Semenuk is the second athlete to join Team MIPS; the first being accomplished X Games Swedish freeskier Henrik Harlaut, who was announced alongside Team MIPS’ founding in September 2020.
We asked Semenuk a couple of questions about what this partnership means to him, his own history with head injuries, and whether he has any advice for fellow riders.
In recent years, we've learned a lot about head injuries. At Crankworx Rotorua in 2015, you had a hard time seeing out of your left eye but you still dropped in to attempt a second run. What thoughts were going through your mind in the moments leading up to your second run? How did you finally make the decision not to do a full second run?Brandon Semenuk:
Yes, head injuries are not black and white, still so much to learn, but with lots of new information becoming available and more testing happening we can start to approach these injuries better (before or after they happen...). My choice at Rotorua was not easy and highly driven by a fight or flight mindset. After deciding to continue it was obvious when the first tricks didn't go as planned that I should end the run there to minimize risk. I took 5-6 weeks off after that event and got base line tested so I had a reference for the next time I might hit my head
What have you learned since that experience?Brandon Semenuk:
In the last several years I've been fortunate to work with concussion specialists and be involved with the development of new Troy Lee Designs helmets. I'm by no means an expert on the subject, but by seeing test results and talking to professionals it has given me the opportunity to make an informed decision on my injuries and the equipment I use.
Have there been other times throughout your career where you've had to make difficult calls like that?Brandon Semenuk:
Yes, a handful of times. This is a position any action sports athlete trying to compete at the top level will experience in their career. Rotorua was the furthest extreme, where I was only given 15-20 minutes to assess my health and make the call. In hindsight it was a bad idea, but these are the risk vs reward moments we need to make as athletes. I won my first Rampage after getting a concussion in my first run attempt. That win obviously propelled my career forward, so it's hard to know where to draw the line. Better technology in our safety equipment will hopefully reduce the chances of us having to make those difficult decisions.

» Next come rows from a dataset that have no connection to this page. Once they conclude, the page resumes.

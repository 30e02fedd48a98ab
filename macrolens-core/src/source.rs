//! Snapshot retrieval and the per-session cache.

use std::path::PathBuf;
use std::sync::{Arc, OnceLock};

use crate::error::{MacroLensError, Result};
use crate::snapshot::Snapshot;

/// Somewhere a snapshot can be retrieved from.
#[cfg_attr(test, mockall::automock)]
pub trait SnapshotSource {
    /// Short description of the source for logs.
    fn describe(&self) -> String;
    /// Retrieve and decode the snapshot.
    fn fetch(&self) -> Result<Snapshot>;
}

impl<S: SnapshotSource + ?Sized> SnapshotSource for Box<S> {
    fn describe(&self) -> String {
        (**self).describe()
    }

    fn fetch(&self) -> Result<Snapshot> {
        (**self).fetch()
    }
}

/// Reads the snapshot document from a local JSON file.
#[derive(Debug, Clone)]
pub struct FileSnapshotSource {
    path: PathBuf,
}

impl FileSnapshotSource {
    /// Create a source for the given file.
    pub fn new(path: impl Into<PathBuf>) -> Self {
        Self { path: path.into() }
    }
}

impl SnapshotSource for FileSnapshotSource {
    fn describe(&self) -> String {
        format!("file {}", self.path.display())
    }

    fn fetch(&self) -> Result<Snapshot> {
        let document = std::fs::read_to_string(&self.path)?;
        Snapshot::from_json(&document)
    }
}

/// Load state of the session snapshot.
#[derive(Debug, Clone, Default)]
pub enum SnapshotState {
    /// Not retrieved yet, or the retrieval is still outstanding.
    #[default]
    Pending,
    /// Retrieved and decoded.
    Loaded(Arc<Snapshot>),
    /// Retrieval failed. The session does not retry.
    Failed(String),
}

impl SnapshotState {
    /// The snapshot, when loaded.
    pub fn snapshot(&self) -> Option<&Snapshot> {
        match self {
            Self::Loaded(snapshot) => Some(snapshot),
            Self::Pending | Self::Failed(_) => None,
        }
    }

    /// Whether there is no snapshot to project.
    pub fn is_absent(&self) -> bool {
        self.snapshot().is_none()
    }

    /// The snapshot, or [`MacroLensError::SnapshotAbsent`].
    pub fn require(&self) -> Result<&Snapshot> {
        self.snapshot().ok_or(MacroLensError::SnapshotAbsent)
    }
}

/// Fetches a snapshot on first demand and keeps the outcome for the session.
pub struct SnapshotCache<S> {
    source: S,
    state: OnceLock<SnapshotState>,
}

impl<S: SnapshotSource> SnapshotCache<S> {
    /// Create a cache that has not fetched anything yet.
    pub fn new(source: S) -> Self {
        Self {
            source,
            state: OnceLock::new(),
        }
    }

    /// Current state without triggering a fetch.
    ///
    /// Reports [`SnapshotState::Pending`] until a fetch has completed.
    pub fn state(&self) -> SnapshotState {
        self.state.get().cloned().unwrap_or_default()
    }

    /// Fetch the snapshot if no fetch has completed yet, then return the state.
    ///
    /// Concurrent callers wait for the single in-flight fetch. A failure is
    /// kept like a success and is never retried.
    pub fn load(&self) -> SnapshotState {
        self.state
            .get_or_init(|| {
                let description = self.source.describe();
                log::debug!("fetching snapshot from {description}");
                match self.source.fetch() {
                    Ok(snapshot) => {
                        log::debug!(
                            "snapshot from {description} loaded ({} crates)",
                            snapshot.crate_count()
                        );
                        SnapshotState::Loaded(Arc::new(snapshot))
                    }
                    Err(err) => {
                        log::warn!("snapshot from {description} unavailable: {err}");
                        SnapshotState::Failed(err.to_string())
                    }
                }
            })
            .clone()
    }
}
//! HTTP retrieval of the snapshot document.

use std::time::Duration;

use macrolens_core::{MacroLensError, Snapshot, SnapshotSource};

/// Fetches the snapshot with a single `GET` to a fixed endpoint.
///
/// Uses the blocking client; callers on the tokio runtime run it through
/// `spawn_blocking`. Once issued the request runs to completion, so the
/// client's default request timeout is disabled.
#[derive(Debug, Clone)]
pub(crate) struct HttpSnapshotSource {
    url: String,
}

impl HttpSnapshotSource {
    pub(crate) fn new(url: impl Into<String>) -> Self {
        Self { url: url.into() }
    }
}

impl SnapshotSource for HttpSnapshotSource {
    fn describe(&self) -> String {
        format!("GET {}", self.url)
    }

    fn fetch(&self) -> macrolens_core::Result<Snapshot> {
        let client = reqwest::blocking::Client::builder()
            .user_agent(concat!("macrolens/", env!("CARGO_PKG_VERSION")))
            .timeout(None::<Duration>)
            .build()
            .map_err(|err| MacroLensError::Fetch(err.to_string()))?;
        let response = client
            .get(&self.url)
            .send()
            .map_err(|err| MacroLensError::Fetch(err.to_string()))?;
        let status = response.status();
        if !status.is_success() {
            return Err(MacroLensError::Fetch(format!(
                "{} returned {status}",
                self.url
            )));
        }
        let document = response
            .text()
            .map_err(|err| MacroLensError::Fetch(err.to_string()))?;
        Snapshot::from_json(&document)
    }
}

Do you have any side effects from concussions that you live with daily?Brandon Semenuk:
Luckily, no. I've always done my best to take time after a concussion to heal and feel 100%. I've had short term side effects and it's a scary feeling..
Why did you decide to join Team MIPS and what can we expect from this partnership?Brandon Semenuk:
I've always been an advocate of helmets and I chose MIPS from the early beginnings because rotational impacts are very common in mountain biking, so when they reached out about building this all-star team and wanting to work closer with the athletes, it seemed like a great opportunity to collaborate on some ideas and through that hopefully create more awareness that people have options when choosing a helmet.

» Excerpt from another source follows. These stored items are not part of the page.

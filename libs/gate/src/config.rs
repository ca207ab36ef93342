// Copyright (c) 2025 Jonathan Fontanez
// SPDX-License-Identifier: BUSL-1.1

//! Startup configuration

use std::path::PathBuf;
use std::time::Duration;

use crate::interval::Interval;
use crate::relay::{InputSource, PacingUnit};

/// How often a control file is re-read without an explicit trigger.
pub const DEFAULT_POLL_PERIOD: Duration = Duration::from_millis(100);

/// Where the pacing rate comes from.
#[derive(Debug, Clone, PartialEq, Eq)]
pub enum RateSource {
    /// A literal given on the command line.
    Fixed(Interval),
    /// A file re-read while running.
    ControlFile(PathBuf),
}

impl RateSource {
    /// The argument is tried as a literal first; only if that fails is it a path.
    pub fn resolve(arg: &str) -> Self {
        match Interval::parse(arg) {
            Ok(interval) => RateSource::Fixed(interval),
            Err(err) => {
                tracing::debug!(%err, arg, "not a periodic time, treating as control file");
                RateSource::ControlFile(PathBuf::from(arg))
            }
        }
    }
}

#[derive(Debug, Clone)]
pub struct GateConfig {
    pub unit: PacingUnit,
    pub rate: RateSource,
    pub inputs: Vec<InputSource>,
    pub poll_period: Duration,
}

impl GateConfig {
    /// Build a configuration from command-line values. No inputs means stdin.
    pub fn from_args<S: AsRef<str>>(unit: PacingUnit, rate: &str, inputs: &[S]) -> Self {
        let mut inputs: Vec<InputSource> = inputs
            .iter()
            .map(|arg| InputSource::from_arg(arg.as_ref()))
            .collect();
        if inputs.is_empty() {
            inputs.push(InputSource::Stdin);
        }

        Self {
            unit,
            rate: RateSource::resolve(rate),
            inputs,
            poll_period: DEFAULT_POLL_PERIOD,
        }
    }

    pub fn with_poll_period(mut self, period: Duration) -> Self {
        self.poll_period = period;
        self
    }
}
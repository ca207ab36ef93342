// Copyright (c) 2025 Jonathan Fontanez
// SPDX-License-Identifier: BUSL-1.1

//! Monotonic time source for the governor
//!
//! Timestamps are offsets from the clock's own origin, so they only compare
//! against timestamps from the same clock.

use std::io;
use std::time::Duration;

use crate::error::{GateError, Result};

/// How a sleep ended.
#[derive(Debug, Clone, Copy, PartialEq, Eq)]
pub enum Wake {
    /// The full duration passed.
    Elapsed,
    /// A signal cut the sleep short.
    Interrupted,
}

pub trait Clock {
    /// Current monotonic time.
    fn now(&self) -> Result<Duration>;

    /// Sleep for `duration`, returning early with [`Wake::Interrupted`] when a
    /// signal arrives. Must not retry on its own.
    fn sleep(&self, duration: Duration) -> Result<Wake>;
}

impl<T: Clock> Clock for &T {
    fn now(&self) -> Result<Duration> {
        (*self).now()
    }

    fn sleep(&self, duration: Duration) -> Result<Wake> {
        (*self).sleep(duration)
    }
}

/// `CLOCK_MONOTONIC` with `nanosleep(2)`.
///
/// `std::thread::sleep` resumes after `EINTR`, which would hide reconfiguration
/// signals from the governor; `nanosleep` is never restarted, even under
/// `SA_RESTART`.
#[derive(Debug, Clone, Copy, Default)]
pub struct MonotonicClock;

impl Clock for MonotonicClock {
    fn now(&self) -> Result<Duration> {
        let mut ts = libc::timespec {
            tv_sec: 0,
            tv_nsec: 0,
        };
        // SAFETY: `ts` is a valid, writable timespec.
        let rc = unsafe { libc::clock_gettime(libc::CLOCK_MONOTONIC, &mut ts) };
        if rc != 0 {
            return Err(GateError::Clock(io::Error::last_os_error()));
        }
        Ok(Duration::new(ts.tv_sec as u64, ts.tv_nsec as u32))
    }

    fn sleep(&self, duration: Duration) -> Result<Wake> {
        let request = libc::timespec {
            tv_sec: duration.as_secs() as libc::time_t,
            tv_nsec: duration.subsec_nanos() as _,
        };
        // SAFETY: `request` is a valid timespec; the remainder pointer may be null.
        let rc = unsafe { libc::nanosleep(&request, std::ptr::null_mut()) };
        if rc == 0 {
            return Ok(Wake::Elapsed);
        }
        let err = io::Error::last_os_error();
        if err.kind() == io::ErrorKind::Interrupted {
            Ok(Wake::Interrupted)
        } else {
            Err(GateError::Clock(err))
        }
    }
}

What advice do you have for your fellow riders?Brandon Semenuk:
Send it! And keep doing what you love! We are lucky to live in an era with such good equipment and it continues to get better. For people looking to develop their skills it's that added confidence to keep pushing. Whether you're a professional or weekend warrior, risk will always be a factor, so play smart and listen to your body if you want to keep the wheels turning.